The lesson: Take care of your stuff, even the small details. We went out to check fluid levels. He popped the hood and I went to the garage to get a rag. I look back to see him picking leaves out of the hood vents and crevices. Simple tasks to maintain “health” and promote longevity.

While the men were outside checking oil, Tina’s mother was fitting her for a dress. When money is tight and the clothing budget is slashed, it’s handy to have a mother who is a clothing designer/maker.

Thanks for your help over the Thanksgiving holiday, Ken and Liisa.

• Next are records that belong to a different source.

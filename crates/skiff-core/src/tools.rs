use std::str::FromStr;

use async_trait::async_trait;
use serde::{Deserialize, Serialize};
use serde_json::Value;
use tokio_util::sync::CancellationToken;

use crate::ids::{SessionId, StepId, ToolCallId, TurnId};

/// Per-tool permission policy.
#[derive(Clone, Copy, Debug, PartialEq, Eq, Serialize, Deserialize)]
#[serde(rename_all = "snake_case")]
pub enum Policy {
    Deny,
    Ask,
    Allow,
}

impl Policy {
    pub fn as_str(&self) -> &'static str {
        match self {
            Self::Deny => "deny",
            Self::Ask => "ask",
            Self::Allow => "allow",
        }
    }
}

impl FromStr for Policy {
    type Err = String;
    fn from_str(s: &str) -> Result<Self, Self::Err> {
        match s {
            "deny" => Ok(Self::Deny),
            "ask" => Ok(Self::Ask),
            "allow" => Ok(Self::Allow),
            other => Err(format!("unknown policy: {other}")),
        }
    }
}

/// Global permission switch. `Allow` bypasses the gate for every tool.
#[derive(Clone, Copy, Debug, PartialEq, Eq, Serialize, Deserialize)]
#[serde(rename_all = "snake_case")]
pub enum PermissionMode {
    Ask,
    Allow,
}

impl PermissionMode {
    pub fn as_str(&self) -> &'static str {
        match self {
            Self::Ask => "ask",
            Self::Allow => "allow",
        }
    }
}

impl FromStr for PermissionMode {
    type Err = String;
    fn from_str(s: &str) -> Result<Self, Self::Err> {
        match s {
            "ask" => Ok(Self::Ask),
            "allow" => Ok(Self::Allow),
            other => Err(format!("unknown permission mode: {other}")),
        }
    }
}

/// Tool definition advertised to the model.
#[derive(Clone, Debug, Serialize, Deserialize)]
pub struct ToolDefinition {
    pub name: String,
    pub description: String,
    pub parameters: Value,
}

/// Execution context handed to a tool. The cancel token is a child of the
/// turn's token; handlers should abandon work when it fires.
#[derive(Clone, Debug)]
pub struct ToolContext {
    pub session_id: SessionId,
    pub turn_id: TurnId,
    pub step_id: StepId,
    pub tool_call_id: ToolCallId,
    pub cancel: CancellationToken,
}

/// A filesystem mutation performed by a tool. The runner persists the
/// pre-image as a file version and the diff as a file change before the
/// corresponding `diff` event is published.
#[derive(Clone, Debug)]
pub struct FileMutation {
    pub path: String,
    pub before: Option<String>,
    pub after: String,
    pub diff: String,
    pub note: String,
}

/// What a tool hands back to the runner.
#[derive(Clone, Debug, Default)]
pub struct ToolOutcome {
    pub output: String,
    pub mutations: Vec<FileMutation>,
}

impl ToolOutcome {
    pub fn text(output: impl Into<String>) -> Self {
        Self {
            output: output.into(),
            mutations: Vec::new(),
        }
    }
}

#[derive(Debug, thiserror::Error)]
pub enum ToolError {
    #[error("invalid arguments: {0}")]
    InvalidArguments(String),
    #[error("{0}")]
    Failed(String),
    #[error("cancelled")]
    Cancelled,
}

/// Trait implemented by each registered tool.
#[async_trait]
pub trait Tool: Send + Sync {
    fn name(&self) -> &str;
    fn description(&self) -> &str;
    fn parameters_schema(&self) -> Value;

    /// Policy applied when neither the store nor the session carries an
    /// override for this tool.
    fn default_policy(&self) -> Policy {
        Policy::Ask
    }

    /// Per-tool execution timeout override; None uses the runner default.
    fn timeout(&self) -> Option<std::time::Duration> {
        None
    }

    async fn execute(&self, args: Value, ctx: &ToolContext) -> Result<ToolOutcome, ToolError>;

    fn to_definition(&self) -> ToolDefinition {
        ToolDefinition {
            name: self.name().to_string(),
            description: self.description().to_string(),
            parameters: self.parameters_schema(),
        }
    }
}
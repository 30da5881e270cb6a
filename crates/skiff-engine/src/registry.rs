use std::collections::BTreeMap;
use std::sync::Arc;

use skiff_core::tools::{Policy, Tool, ToolDefinition};

struct ToolEntry {
    tool: Arc<dyn Tool>,
    enabled: bool,
}

/// Registry of available tools: name → handler, default policy, enable flag.
pub struct ToolRegistry {
    tools: BTreeMap<String, ToolEntry>,
}

impl ToolRegistry {
    pub fn new() -> Self {
        Self {
            tools: BTreeMap::new(),
        }
    }

    pub fn register(&mut self, tool: Arc<dyn Tool>) {
        let name = tool.name().to_string();
        self.tools.insert(
            name,
            ToolEntry {
                tool,
                enabled: true,
            },
        );
    }

    pub fn get(&self, name: &str) -> Option<Arc<dyn Tool>> {
        self.tools.get(name).map(|e| Arc::clone(&e.tool))
    }

    pub fn contains(&self, name: &str) -> bool {
        self.tools.contains_key(name)
    }

    pub fn is_enabled(&self, name: &str) -> bool {
        self.tools.get(name).map(|e| e.enabled).unwrap_or(false)
    }

    pub fn set_enabled(&mut self, name: &str, enabled: bool) -> bool {
        match self.tools.get_mut(name) {
            Some(entry) => {
                entry.enabled = enabled;
                true
            }
            None => false,
        }
    }

    pub fn default_policy(&self, name: &str) -> Option<Policy> {
        self.tools.get(name).map(|e| e.tool.default_policy())
    }

    pub fn names(&self) -> Vec<String> {
        self.tools.keys().cloned().collect()
    }

    /// Definitions advertised to the model; disabled tools are not offered.
    pub fn definitions(&self) -> Vec<ToolDefinition> {
        self.tools
            .values()
            .filter(|e| e.enabled)
            .map(|e| e.tool.to_definition())
            .collect()
    }

    pub fn count(&self) -> usize {
        self.tools.len()
    }

    /// Restricted copy for a sub-agent: only the named tools, and never
    /// `spawn_subagent` (sub-agents cannot recurse).
    pub fn subset(&self, names: &[String]) -> Self {
        let mut sub = Self::new();
        for name in names {
            if name == "spawn_subagent" {
                continue;
            }
            if let Some(entry) = self.tools.get(name) {
                sub.tools.insert(
                    name.clone(),
                    ToolEntry {
                        tool: Arc::clone(&entry.tool),
                        enabled: entry.enabled,
                    },
                );
            }
        }
        sub
    }
}

impl Default for ToolRegistry {
    fn default() -> Self {
        Self::new()
    }
}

9 responses to “Perseverance”

  1. Andie Mewbourn says :

    Glad for the update. You are an inspiration. Much love to you!

  2. Anonymous says :

    Thanks for your posts from the cutting room floor. I really enjoyed them and found them inspiring in little but profound ways. It’s simple everyday things that can sometimes be overlooked or pushed aside for when there is “more time.” I am learning (with the help of reminders like your post) to live in the moment, look for meaning in the moment and be inspired by what we already or are currently experiencing. I like your assessment of how to consider the challenging experiences we go through. The irony of life is that often it is being buffed through the roughest experiences that we see parts of ourselves and our thinking shine.

  3. Anonymous says :

    My “take away” today from the cutting room floor is something I already knew. Most of us know this, but we don’t have a reason to step back and look at life from a distance and get the perspective that has been forced on you. Through your writings, you remind us all to do that every now and then!
    The “take away” is that life is a gift and every single moment is precious, and sometimes the smallest things, events, people, etc, in our lives can be the most important and valuable. Keep reminding us and meanwhile we keep thinking positive thoughts about and for you!

  4. Linzy says :

    Enjoy reading your posts as always. I am very interested in reading more about the alternative healing methods you are utilizing.

  5. Anonymous says :

    Happy to hear your spirits are great and you are taking the time to feed your spirit. My timing in reading your post was perfect for me! Thank You for this gift Ken!

  6. Kitty Mosley says :

    I think you are a living version of Dr. Bernie Siegel’s book. That’s saying a lot! When this chapter of your life is over, you need not accomplish anything else in your life. The knowledge you have learned says more about you than winning the Nobel Peace Prize ever could. Joy and peace be with you!

  7. Anonymous says :

    Ken, it’s good to read your update and know that you are doing well. I’ll send lots of well-wishes and prayers your way during your upcoming MRI. Our 21-year old daughter had a craniotomy on May 30th to remove a brain tumor that turned out to be GBM IV. She has been doing really well, all things considered, and has tolerated the radiation and the rounds of Temodar with a few side effects. Her next MRI is on 12/19. Thank you for sharing your story. It gives the rest of us that are in the early stages of this journey hope and inspiration. As Matthew Fullerton (a 25-year survivor of GBM), always says: “Keep on Keeping On”!

  8. AdAbsurdum3 says :

    I’m so glad to hear that you are doing well. I lost my mom recently to a GBM tumor they found really late — she was never able to get any chemo/radiation because she had profound side-effects and swelling from her initial surgery. It’s so hard to see otherwise healthy people struggling with this cancer. I hate brain cancer with every fiber of my being, but it makes my heart soar to see you THRIVING in spite of it. I’m sure you feel sick and miserable sometimes, but your outlook is great, and I know that helps a lot with your health. I’ll be sending positive vibes your way over the next few weeks, and I hope your next follow-up shows not just stability, but improvement!

    • Ken says :

      Sorry about your mom. Thanks for the positive vibes. I’ll be sending some of my own positive vibes back out to you.